Tú que guardas el abrazo de tu abuela en las manos vacías

Hay quienes guardan el abrazo de abuela en las manos vacías. Esos brazos que criaron tu hambre, tu risa, tu nombre ahora viven en fotos y en el silencio de las videollamadas. La distancia es un río que crece cada año, pero los abrazos no desaparecen: se transforman en algo más profundo, más invisible, más verdadero. Tu cuerpo sigue siendo su casa, aunque los kilómetros intenten decir lo contrario.

La fuerza que heredaste sin darte cuenta

Cuando sostienes algo importante con cuidado, cuando abres una puerta sin ruido porque alguien duerme, cuando cierras las manos sobre algo frágil como si protegieras al mundo — eso no es solo tu manera de actuar. Eso es el abrazo de tu abuela viviendo en tus gestos. Ella te enseñó, sin palabras, que las manos son más que huesos y piel. Son memoria. Son amor en forma de movimiento.

Lleva su fuerza en cada cosa que sostienes: en la paciencia con la que escuchas, en la forma en que cuidas a otros, en esa calidez que emana de ti sin que tengas que pedirla prestada. No necesitas estar cerca para que ella siga cerca.
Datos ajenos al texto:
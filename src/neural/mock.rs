//! Mock sequence models
//!
//! Small deterministic models for exercising the signal path without a
//! trained network.

use std::sync::{Arc, Mutex};

use super::model::SequenceModel;

/// Shared log of every frame a [`RecordingModel`] received
pub type FrameLog = Arc<Mutex<Vec<Vec<f32>>>>;

/// Records each input frame and returns the sum of its elements
pub struct RecordingModel {
    input_size: usize,
    frames: FrameLog,
}

impl RecordingModel {
    pub fn new(input_size: usize) -> (Self, FrameLog) {
        let frames: FrameLog = Arc::new(Mutex::new(Vec::new()));
        (
            Self {
                input_size,
                frames: Arc::clone(&frames),
            },
            frames,
        )
    }
}

impl SequenceModel for RecordingModel {
    fn input_size(&self) -> usize {
        self.input_size
    }

    fn reset(&mut self) {}

    fn forward(&mut self, input: &[f32]) -> f32 {
        if let Ok(mut frames) = self.frames.lock() {
            frames.push(input.to_vec());
        }
        input.iter().sum()
    }
}

/// One-pole accumulator over the first input: `y = 0.5 * y + x`
///
/// Stateful, so it shows whether state carries over between blocks and
/// whether `reset` clears it.
#[derive(Debug, Clone)]
pub struct RunningSumModel {
    input_size: usize,
    state: f32,
}

impl RunningSumModel {
    pub fn new(input_size: usize) -> Self {
        Self {
            input_size,
            state: 0.0,
        }
    }
}

impl SequenceModel for RunningSumModel {
    fn input_size(&self) -> usize {
        self.input_size
    }

    fn reset(&mut self) {
        self.state = 0.0;
    }

    fn forward(&mut self, input: &[f32]) -> f32 {
        self.state = 0.5 * self.state + input[0];
        self.state
    }
}

/// Outputs a constant regardless of input, like a biased network
#[derive(Debug, Clone)]
pub struct ConstantModel {
    input_size: usize,
    value: f32,
}

impl ConstantModel {
    pub fn new(input_size: usize, value: f32) -> Self {
        Self { input_size, value }
    }
}

impl SequenceModel for ConstantModel {
    fn input_size(&self) -> usize {
        self.input_size
    }

    fn reset(&mut self) {}

    fn forward(&mut self, _input: &[f32]) -> f32 {
        self.value
    }
}

#[cfg(test)]
mod tests {
    use super::*;

    #[test]
    fn test_recording_model() {
        let (mut model, frames) = RecordingModel::new(2);
        assert_eq!(model.forward(&[0.25, 0.5]), 0.75);
        assert_eq!(*frames.lock().unwrap(), vec![vec![0.25f32, 0.5]]);
    }

    #[test]
    fn test_running_sum_model() {
        let mut model = RunningSumModel::new(1);
        assert_eq!(model.forward(&[1.0]), 1.0);
        assert_eq!(model.forward(&[1.0]), 1.5);
        model.reset();
        assert_eq!(model.forward(&[0.0]), 0.0);
    }
}
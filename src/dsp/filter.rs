//! Post filter
//!
//! First-order high-pass sections designed with the bilinear transform
//! (cutoff prewarped). Used as a fixed DC blocker behind the model: the
//! network output can carry a bias that the high-pass removes.

use std::f64::consts::PI;

/// Highest number of cascaded first-order sections
pub const MAX_SLOPE: usize = 4;

/// Filter settings
#[derive(Debug, Clone, Copy, PartialEq)]
pub struct FilterParams {
    /// Cutoff frequency in Hz
    pub frequency: f32,
    /// Linear passband gain
    pub gain: f32,
    /// Number of cascaded first-order sections (6 dB/oct each)
    pub slope: usize,
}

impl FilterParams {
    /// DC blocker at `frequency`: unity gain, one section
    pub fn dc_blocker(frequency: f32) -> Self {
        Self {
            frequency,
            gain: 1.0,
            slope: 1,
        }
    }
}

/// Filter capability used by the processor
pub trait Filter: Send {
    /// Compute coefficients; the only call that may allocate
    fn configure(&mut self, params: &FilterParams, sample_rate: f64);

    /// Filter `buffer` in place, continuing from the previous call's state
    fn process(&mut self, buffer: &mut [f32]);

    /// Clear the delay memory
    fn reset(&mut self);
}

/// First-order section coefficients, normalised so `a0 = 1`
/// Transfer function: H(z) = (b0 + b1*z^-1) / (1 + a1*z^-1)
#[derive(Debug, Clone, Copy, Default, PartialEq)]
struct OnePoleCoeffs {
    b0: f64,
    b1: f64,
    a1: f64,
}

impl OnePoleCoeffs {
    /// Pass-through section
    const IDENTITY: Self = OnePoleCoeffs {
        b0: 1.0,
        b1: 0.0,
        a1: 0.0,
    };

    /// Bilinear transform of H(s) = s / (s + wc)
    ///
    /// A sample rate that is not finite and positive yields [`Self::IDENTITY`].
    fn high_pass(sample_rate: f64, frequency: f64) -> Self {
        if !(sample_rate.is_finite() && sample_rate > 0.0) {
            return Self::IDENTITY;
        }
        let upper = sample_rate * 0.5 * 0.99;
        let freq = frequency.clamp(upper.min(1e-3), upper);
        let k = (PI * freq / sample_rate).tan();
        let norm = 1.0 / (1.0 + k);

        OnePoleCoeffs {
            b0: norm,
            b1: -norm,
            a1: (k - 1.0) * norm,
        }
    }
}

/// Delay memory of one section
#[derive(Debug, Clone, Copy, Default)]
struct OnePoleState {
    x1: f64,
    y1: f64,
}

impl OnePoleState {
    #[inline]
    fn process(&mut self, input: f64, coeffs: &OnePoleCoeffs) -> f64 {
        let mut output = coeffs.b0 * input + coeffs.b1 * self.x1 - coeffs.a1 * self.y1;
        // Flush denormals
        if output.abs() < 1e-30 {
            output = 0.0;
        }
        self.x1 = input;
        self.y1 = output;
        output
    }
}

/// Cascade of identical first-order high-pass sections
#[derive(Debug, Clone)]
pub struct HighPassFilter {
    coeffs: OnePoleCoeffs,
    sections: Vec<OnePoleState>,
    gain: f64,
}

impl HighPassFilter {
    /// Create and configure a filter
    pub fn new(params: &FilterParams, sample_rate: f64) -> Self {
        let mut filter = Self {
            coeffs: OnePoleCoeffs::default(),
            sections: Vec::new(),
            gain: 1.0,
        };
        filter.configure(params, sample_rate);
        filter
    }

    /// Number of active sections
    pub fn slope(&self) -> usize {
        self.sections.len()
    }
}

impl Filter for HighPassFilter {
    fn configure(&mut self, params: &FilterParams, sample_rate: f64) {
        self.coeffs = OnePoleCoeffs::high_pass(sample_rate, params.frequency as f64);
        self.gain = params.gain as f64;
        self.sections = vec![OnePoleState::default(); params.slope.clamp(1, MAX_SLOPE)];
    }

    fn process(&mut self, buffer: &mut [f32]) {
        for sample in buffer.iter_mut() {
            let mut value = *sample as f64;
            for section in &mut self.sections {
                value = section.process(value, &self.coeffs);
            }
            *sample = (value * self.gain) as f32;
        }
    }

    fn reset(&mut self) {
        for section in &mut self.sections {
            *section = OnePoleState::default();
        }
    }
}
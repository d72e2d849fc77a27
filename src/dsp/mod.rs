//! Signal-path building blocks
//!
//! Everything that runs after or around the model inside one block:
//! frame dispatch, the DC-blocking post filter, the master gain ramp and
//! the bypass switch.

mod bypass;
mod dispatch;
mod filter;
mod ramp;

pub use bypass::{BypassController, BypassState};
pub use dispatch::BlockDispatcher;
pub use filter::{Filter, FilterParams, HighPassFilter, MAX_SLOPE};
pub use ramp::{apply_gain_ramp, ramp_value, GainSmoother};
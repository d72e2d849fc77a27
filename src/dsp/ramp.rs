//! Gain ramp
//!
//! Master gain changes are spread linearly across one block so a sudden
//! control move never produces a step in the output.

// ============================================================================
// Helper Functions
// ============================================================================

/// Value of a linear ramp from `start` towards `end` at sample `index`
///
/// The ramp covers `len` steps, so `index = 0` yields exactly `start` and
/// the last sample of a block lands one step short of `end`.
#[inline]
pub fn ramp_value(start: f32, end: f32, len: usize, index: usize) -> f32 {
    if len == 0 {
        return end;
    }
    start + ((end - start) / len as f32) * index as f32
}

/// Multiply `buffer` by a ramp running from `start` to `end`
pub fn apply_gain_ramp(buffer: &mut [f32], start: f32, end: f32) {
    let len = buffer.len();
    if start == end {
        if start != 1.0 {
            buffer.iter_mut().for_each(|s| *s *= start);
        }
        return;
    }
    for (i, sample) in buffer.iter_mut().enumerate() {
        *sample *= ramp_value(start, end, len, i);
    }
}

// ============================================================================
// Gain Smoother
// ============================================================================

/// Tracks the master gain applied at the end of the previous block
#[derive(Debug, Clone, Copy, PartialEq)]
pub struct GainSmoother {
    previous: f32,
}

impl GainSmoother {
    pub fn new(initial: f32) -> Self {
        Self { previous: initial }
    }

    /// Start and end values for this block's ramp
    ///
    /// Records `target` as the new previous value. Called every block,
    /// bypassed or not, so the ramp always starts from the latest control.
    pub fn advance(&mut self, target: f32) -> (f32, f32) {
        let start = self.previous;
        self.previous = target;
        (start, target)
    }

    pub fn previous(&self) -> f32 {
        self.previous
    }
}

impl Default for GainSmoother {
    fn default() -> Self {
        Self::new(0.0)
    }
}
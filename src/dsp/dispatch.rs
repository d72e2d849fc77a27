//! Block dispatcher
//!
//! Builds one input frame per sample according to the model's arity, runs
//! the engine and mixes in the optional residual skip.

use crate::neural::{InferenceEngine, InputArity, ModelDescriptor};

/// Per-block model driver
#[derive(Debug, Clone, Copy, PartialEq)]
pub struct BlockDispatcher {
    skip_gain: f32,
}

impl BlockDispatcher {
    pub fn new(descriptor: &ModelDescriptor) -> Self {
        Self {
            skip_gain: descriptor.skip_gain(),
        }
    }

    /// 1.0 when the model predicts a residual, else 0.0
    pub fn skip_gain(&self) -> f32 {
        self.skip_gain
    }

    /// Run the model over `input`, writing one output sample per input sample
    ///
    /// Frames are laid out for the engine's arity. Control values are held constant for the whole block. Processes
    /// `min(input.len(), output.len())` samples and leaves the rest of
    /// `output` alone.
    pub fn process_block(
        &self,
        engine: &mut InferenceEngine,
        input: &[f32],
        output: &mut [f32],
        param1: f32,
        param2: f32,
    ) {
        let skip = self.skip_gain;
        let pairs = input.iter().zip(output.iter_mut());

        match engine.arity() {
            InputArity::Mono => {
                for (&x, y) in pairs {
                    *y = engine.forward(&[x]) + x * skip;
                }
            }
            InputArity::Conditioned => {
                for (&x, y) in pairs {
                    *y = engine.forward(&[x, param1]) + x * skip;
                }
            }
            InputArity::DualConditioned => {
                for (&x, y) in pairs {
                    *y = engine.forward(&[x, param1, param2]) + x * skip;
                }
            }
        }
    }
}

#[cfg(test)]
mod tests {
    use super::*;
    use crate::neural::{ConstantModel, RecordingModel, SequenceModel};

    fn engine_for(descriptor: &ModelDescriptor, model: Box<dyn SequenceModel>) -> InferenceEngine {
        InferenceEngine::new(model, descriptor.input_arity()).unwrap()
    }

    #[test]
    fn test_mono_frames() {
        let descriptor = ModelDescriptor::from_parts(1, InputArity::Mono, 8, false, "dense");
        let (model, frames) = RecordingModel::new(1);
        let mut engine = engine_for(&descriptor, Box::new(model));
        let dispatcher = BlockDispatcher::new(&descriptor);

        let input = [0.1f32, 0.2, 0.3];
        let mut output = [0.0f32; 3];
        dispatcher.process_block(&mut engine, &input, &mut output, 0.7, 0.9);

        assert_eq!(output, input);
        assert_eq!(
            *frames.lock().unwrap(),
            vec![vec![0.1f32], vec![0.2], vec![0.3]]
        );
    }

    #[test]
    fn test_conditioned_frames_hold_params() {
        let descriptor = ModelDescriptor::from_parts(1, InputArity::Conditioned, 8, false, "dense");
        let (model, frames) = RecordingModel::new(2);
        let mut engine = engine_for(&descriptor, Box::new(model));
        let dispatcher = BlockDispatcher::new(&descriptor);

        let mut output = [0.0f32; 2];
        dispatcher.process_block(&mut engine, &[0.5, -0.5], &mut output, 0.25, 0.9);

        assert_eq!(
            *frames.lock().unwrap(),
            vec![vec![0.5f32, 0.25], vec![-0.5, 0.25]]
        );
    }

    #[test]
    fn test_dual_conditioned_frames() {
        let descriptor =
            ModelDescriptor::from_parts(1, InputArity::DualConditioned, 8, false, "dense");
        let (model, frames) = RecordingModel::new(3);
        let mut engine = engine_for(&descriptor, Box::new(model));
        let dispatcher = BlockDispatcher::new(&descriptor);

        let mut output = [0.0f32; 1];
        dispatcher.process_block(&mut engine, &[1.0], &mut output, 0.5, 0.75);

        assert_eq!(*frames.lock().unwrap(), vec![vec![1.0f32, 0.5, 0.75]]);
    }

    #[test]
    fn test_skip_adds_input() {
        let descriptor = ModelDescriptor::from_parts(2, InputArity::Mono, 8, true, "dense");
        let mut engine = engine_for(&descriptor, Box::new(ConstantModel::new(1, 0.25)));
        let dispatcher = BlockDispatcher::new(&descriptor);
        assert_eq!(dispatcher.skip_gain(), 1.0);

        let mut output = [0.0f32; 2];
        dispatcher.process_block(&mut engine, &[0.5, -1.0], &mut output, 0.0, 0.0);
        assert_eq!(output, [0.75, -0.75]);
    }

    #[test]
    fn test_shorter_output_leaves_tail() {
        let descriptor = ModelDescriptor::from_parts(1, InputArity::Mono, 8, false, "dense");
        let mut engine = engine_for(&descriptor, Box::new(ConstantModel::new(1, 0.5)));
        let dispatcher = BlockDispatcher::new(&descriptor);

        let mut output = [9.0f32; 4];
        dispatcher.process_block(&mut engine, &[0.0, 0.0], &mut output, 0.0, 0.0);
        assert_eq!(output, [0.5, 0.5, 9.0, 9.0]);
    }

    #[test]
    fn test_empty_block_runs_nothing() {
        let descriptor = ModelDescriptor::from_parts(1, InputArity::Mono, 8, true, "dense");
        let (model, frames) = RecordingModel::new(1);
        let mut engine = engine_for(&descriptor, Box::new(model));
        let dispatcher = BlockDispatcher::new(&descriptor);

        let mut output: [f32; 0] = [];
        dispatcher.process_block(&mut engine, &[], &mut output, 0.0, 0.0);
        assert!(frames.lock().unwrap().is_empty());
    }
}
Las fotos y lo que no cabe en ellas

Cuentas los días en distancia. Miras las fotos en las noches y ves sus manos, su sonrisa, esa forma única que tiene de mirar. Pero las fotos son solo marcos. Lo verdadero está en lo que guardaste sin darte cuenta: su voz resonando en tu risa, su sabiduría en tus decisiones, su amor en cada abrazo que das a otros porque aprendiste a hacerlo de ella.

No esperes más. Llámala hoy

Hay algo que necesitas saber: el tiempo no es infinito, pero los abrazos que damos sí. Cada conversación, cada video, cada palabra es una forma de regresar a esa casa que nunca se fue. No esperes a que la distancia se cierre sola. Ella está contando los días también, sosteniendo en sus manos vacías el abrazo que te falta.

Tu cuerpo es su hogar. Siempre lo fue. Siempre lo será. Y ella necesita saber que sigues llevándola contigo, en cada cosa que haces, en cada persona que abrazas con la ternura que aprendiste de sus brazos.